There are, in general terms, two kinds of KDFs: those that are meant for deriving keys from (potentially) low-entropy passwords, and are thus designed to be deliberately slow (key stretching), and those that are meant for deriving keys from a high-entropy master key / secret, and so can be made much faster. Your use case falls into the latter category.

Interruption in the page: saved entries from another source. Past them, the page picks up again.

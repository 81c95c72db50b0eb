// Connection handling module
// Accepts a single TCP connection and serves it on its own task

use hyper::server::conn::http1;
use hyper::service::service_fn;
use hyper_util::rt::{TokioIo, TokioTimer};
use std::net::SocketAddr;
use std::sync::atomic::{AtomicUsize, Ordering};
use std::sync::Arc;
use std::time::Duration;

use crate::config::AppState;
use crate::handler;
use crate::logger;

/// Accept a connection, enforcing the connection limit.
///
/// # Arguments
///
/// * `stream` - The TCP stream to handle
/// * `peer_addr` - The peer's socket address
/// * `state` - Shared application state
/// * `conn_counter` - Active connection counter
pub fn accept_connection(
    stream: tokio::net::TcpStream,
    peer_addr: SocketAddr,
    state: &Arc<AppState>,
    conn_counter: &Arc<AtomicUsize>,
) {
    // Increment first, then check, so concurrent accepts cannot both slip under the limit
    let prev_count = conn_counter.fetch_add(1, Ordering::SeqCst);

    if let Some(max_conn) = state.config.performance.max_connections {
        if prev_count >= usize::try_from(max_conn).unwrap_or(usize::MAX) {
            conn_counter.fetch_sub(1, Ordering::SeqCst);
            logger::log_warning(&format!(
                "Max connections reached: {prev_count}/{max_conn}. Connection from {peer_addr} rejected."
            ));
            drop(stream);
            return;
        }
    }

    if state.access_log_enabled() {
        logger::log_connection_accepted(&peer_addr);
    }

    handle_connection(stream, peer_addr, Arc::clone(state), Arc::clone(conn_counter));
}

/// Serve one connection in a spawned task.
///
/// The task:
/// 1. Wraps the TCP stream in `TokioIo`
/// 2. Serves HTTP/1.1 with keep-alive when configured
/// 3. Bounds each wait for a request head by `read_timeout`
/// 4. Decrements the connection counter when done
///
/// Request handling itself is not bounded here; scripts carry their own timeout.
/// A client that hangs up mid-request ends the connection, dropping the request.
fn handle_connection(
    stream: tokio::net::TcpStream,
    peer_addr: SocketAddr,
    state: Arc<AppState>,
    conn_counter: Arc<AtomicUsize>,
) {
    tokio::spawn(async move {
        let io = TokioIo::new(stream);

        let performance = &state.config.performance;
        let header_timeout =
            (performance.read_timeout > 0).then(|| Duration::from_secs(performance.read_timeout));

        let mut builder = http1::Builder::new();
        builder
            .timer(TokioTimer::new())
            .header_read_timeout(header_timeout)
            .keep_alive(performance.keep_alive_timeout > 0);

        let service_state = Arc::clone(&state);
        let conn = builder.serve_connection(
            io,
            service_fn(move |req| handler::handle_request(req, Arc::clone(&service_state), peer_addr)),
        );

        if let Err(err) = conn.await {
            logger::log_connection_error(&err);
        }

        conn_counter.fetch_sub(1, Ordering::SeqCst);
    });
}
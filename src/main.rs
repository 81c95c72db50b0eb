use std::sync::Arc;

mod config;
mod handler;
mod http;
mod logger;
mod server;

fn main() -> Result<(), Box<dyn std::error::Error>> {
    let cli = config::CliArgs::parse(std::env::args().skip(1))?;
    let cfg = config::Config::load(&cli)?;

    // Worker thread count from configuration, CPU cores otherwise
    let mut runtime_builder = tokio::runtime::Builder::new_multi_thread();
    runtime_builder.enable_all();
    if let Some(workers) = cfg.server.workers {
        runtime_builder.worker_threads(workers);
    }

    let runtime = runtime_builder.build()?;
    runtime.block_on(async_main(cfg))
}

async fn async_main(cfg: config::Config) -> Result<(), Box<dyn std::error::Error>> {
    logger::init(&cfg)?;

    if !cfg.site.root.is_dir() {
        return Err(format!("Root directory not found: {}", cfg.site.root.display()).into());
    }

    let addr = cfg.socket_addr()?;
    let listener = server::create_listener(addr)?;
    let state = Arc::new(config::AppState::new(&cfg));

    logger::log_server_start(&addr, &cfg);

    server::start_server_loop(listener, state, server::signal::shutdown_signal()).await;
    Ok(())
}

One example of a non-key-stretching KDF you could use is HKDF, a nice and versatile KDF based on a cryptographic hash function (used in the HMAC construction). HKDF is an "extract and expand" KDF, where the output keys are derived in two steps:

  1. in the extraction phase, the master key and an optional non-secret "salt" are used to derive an intermediate "pseudorandom key" (PRK), whose size is determined by the output length of the hash function used; and

  2. in the expansion phase, the pseudorandom key computed in the extraction phase is combined with an optional "info" string to derive one or more output keys of arbitrary length.

In situations (like yours) where the master key is already a uniformly random bitstring, the HKDF standard allows the extraction phase to be skipped, and the master key to be used directly as the pseudorandom key. Thus, you could simply skip the HKDF extraction phase, and use the device ID as (one part of) the "info" parameter to HKDF-Expand.

Alternatively, e.g. if you wish to derive multiple keys for each device (say, an encryption key and a message authentication key), you could use the device ID as the non-secret "salt" in the HKDF-Extract stage to obtain a device-specific PRK, and then derive the actual device keys from this PRK using HKDF-Expand.

HKDF requires you to choose an underlying hash function to use. Basically any secure cryptographic hash would do, but Richie Frame's suggestion to use SHA-512 seems fine to me, and at least ensures that the size of the PRK will not be a security bottleneck.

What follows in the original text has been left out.